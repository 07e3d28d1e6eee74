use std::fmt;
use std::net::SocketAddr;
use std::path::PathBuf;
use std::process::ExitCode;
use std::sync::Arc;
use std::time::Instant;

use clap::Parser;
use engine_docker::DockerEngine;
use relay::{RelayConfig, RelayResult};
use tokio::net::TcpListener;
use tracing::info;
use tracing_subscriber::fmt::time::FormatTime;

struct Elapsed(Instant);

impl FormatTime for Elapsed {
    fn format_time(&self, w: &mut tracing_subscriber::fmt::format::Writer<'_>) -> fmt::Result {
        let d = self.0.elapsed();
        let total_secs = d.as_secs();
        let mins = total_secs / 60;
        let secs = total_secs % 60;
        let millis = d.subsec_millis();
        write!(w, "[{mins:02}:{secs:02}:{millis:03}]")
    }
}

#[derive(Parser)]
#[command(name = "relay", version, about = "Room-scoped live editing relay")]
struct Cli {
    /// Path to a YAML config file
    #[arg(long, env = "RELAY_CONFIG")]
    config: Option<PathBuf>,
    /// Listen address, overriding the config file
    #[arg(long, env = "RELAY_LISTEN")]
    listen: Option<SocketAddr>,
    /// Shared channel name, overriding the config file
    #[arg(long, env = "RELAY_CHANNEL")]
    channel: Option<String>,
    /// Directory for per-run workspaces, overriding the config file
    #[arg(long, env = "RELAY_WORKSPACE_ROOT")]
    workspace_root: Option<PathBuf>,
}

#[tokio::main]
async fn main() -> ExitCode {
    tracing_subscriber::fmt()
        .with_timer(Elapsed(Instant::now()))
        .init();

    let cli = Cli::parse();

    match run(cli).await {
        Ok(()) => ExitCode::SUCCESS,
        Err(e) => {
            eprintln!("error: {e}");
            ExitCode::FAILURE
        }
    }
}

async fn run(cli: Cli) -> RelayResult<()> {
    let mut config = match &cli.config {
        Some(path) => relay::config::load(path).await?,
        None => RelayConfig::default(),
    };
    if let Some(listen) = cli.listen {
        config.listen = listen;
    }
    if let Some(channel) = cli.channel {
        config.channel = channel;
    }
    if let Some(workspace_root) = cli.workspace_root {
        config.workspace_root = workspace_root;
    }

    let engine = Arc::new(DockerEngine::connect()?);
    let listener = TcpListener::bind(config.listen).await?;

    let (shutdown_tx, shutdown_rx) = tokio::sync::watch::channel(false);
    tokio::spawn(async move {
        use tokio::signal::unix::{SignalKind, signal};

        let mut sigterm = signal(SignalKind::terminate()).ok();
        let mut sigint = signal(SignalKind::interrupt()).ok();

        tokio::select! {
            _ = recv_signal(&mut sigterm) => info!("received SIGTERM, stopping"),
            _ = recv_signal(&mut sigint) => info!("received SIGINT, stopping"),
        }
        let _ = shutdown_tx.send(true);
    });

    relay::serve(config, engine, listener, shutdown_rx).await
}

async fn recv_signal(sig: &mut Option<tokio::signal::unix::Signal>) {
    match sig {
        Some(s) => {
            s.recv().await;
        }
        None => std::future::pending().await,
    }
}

====

> _Activity_: Whatever lines appear above, reproduce every one of them exactly.

> _Result of this task_:
repository 07e3d28d1e6eee74
use std::fmt;
use std::net::SocketAddr;
use std::path::PathBuf;
use std::process::ExitCode;
use std::sync::Arc;
use std::time::Instant;

use clap::Parser;
use engine_docker::DockerEngine;
use relay::{RelayConfig, RelayResult};
use tokio::net::TcpListener;
use tracing::info;
use tracing_subscriber::fmt::time::FormatTime;

struct Elapsed(Instant);

impl FormatTime for Elapsed {
    fn format_time(&self, w: &mut tracing_subscriber::fmt::format::Writer<'_>) -> fmt::Result {
        let d = self.0.elapsed();
        let total_secs = d.as_secs();
        let mins = total_secs / 60;
        let secs = total_secs % 60;
        let millis = d.subsec_millis();
        write!(w, "[{mins:02}:{secs:02}:{millis:03}]")
    }
}

#[derive(Parser)]
#[command(name = "relay", version, about = "Room-scoped live editing relay")]
struct Cli {
    /// Path to a YAML config file
    #[arg(long, env = "RELAY_CONFIG")]
    config: Option<PathBuf>,
    /// Listen address, overriding the config file
    #[arg(long, env = "RELAY_LISTEN")]
    listen: Option<SocketAddr>,
    /// Shared channel name, overriding the config file
    #[arg(long, env = "RELAY_CHANNEL")]
    channel: Option<String>,
    /// Directory for per-run workspaces, overriding the config file
    #[arg(long, env = "RELAY_WORKSPACE_ROOT")]
    workspace_root: Option<PathBuf>,
}

#[tokio::main]
async fn main() -> ExitCode {
    tracing_subscriber::fmt()
        .with_timer(Elapsed(Instant::now()))
        .init();

    let cli = Cli::parse();

    match run(cli).await {
        Ok(()) => ExitCode::SUCCESS,
        Err(e) => {
            eprintln!("error: {e}");
            ExitCode::FAILURE
        }
    }
}

async fn run(cli: Cli) -> RelayResult<()> {
    let mut config = match &cli.config {
        Some(path) => relay::config::load(path).await?,
        None => RelayConfig::default(),
    };
    if let Some(listen) = cli.listen {
        config.listen = listen;
    }
    if let Some(channel) = cli.channel {
        config.channel = channel;
    }
    if let Some(workspace_root) = cli.workspace_root {
        config.workspace_root = workspace_root;
    }

    let engine = Arc::new(DockerEngine::connect()?);
    let listener = TcpListener::bind(config.listen).await?;

    let (shutdown_tx, shutdown_rx) = tokio::sync::watch::channel(false);
    tokio::spawn(async move {
        use tokio::signal::unix::{SignalKind, signal};

        let mut sigterm = signal(SignalKind::terminate()).ok();
        let mut sigint = signal(SignalKind::interrupt()).ok();

        tokio::select! {
            _ = recv_signal(&mut sigterm) => info!("received SIGTERM, stopping"),
            _ = recv_signal(&mut sigint) => info!("received SIGINT, stopping"),
        }
        let _ = shutdown_tx.send(true);
    });

    relay::serve(config, engine, listener, shutdown_rx).await
}

async fn recv_signal(sig: &mut Option<tokio::signal::unix::Signal>) {
    match sig {
        Some(s) => {
            s.recv().await;
        }
        None => std::future::pending().await,
    }
}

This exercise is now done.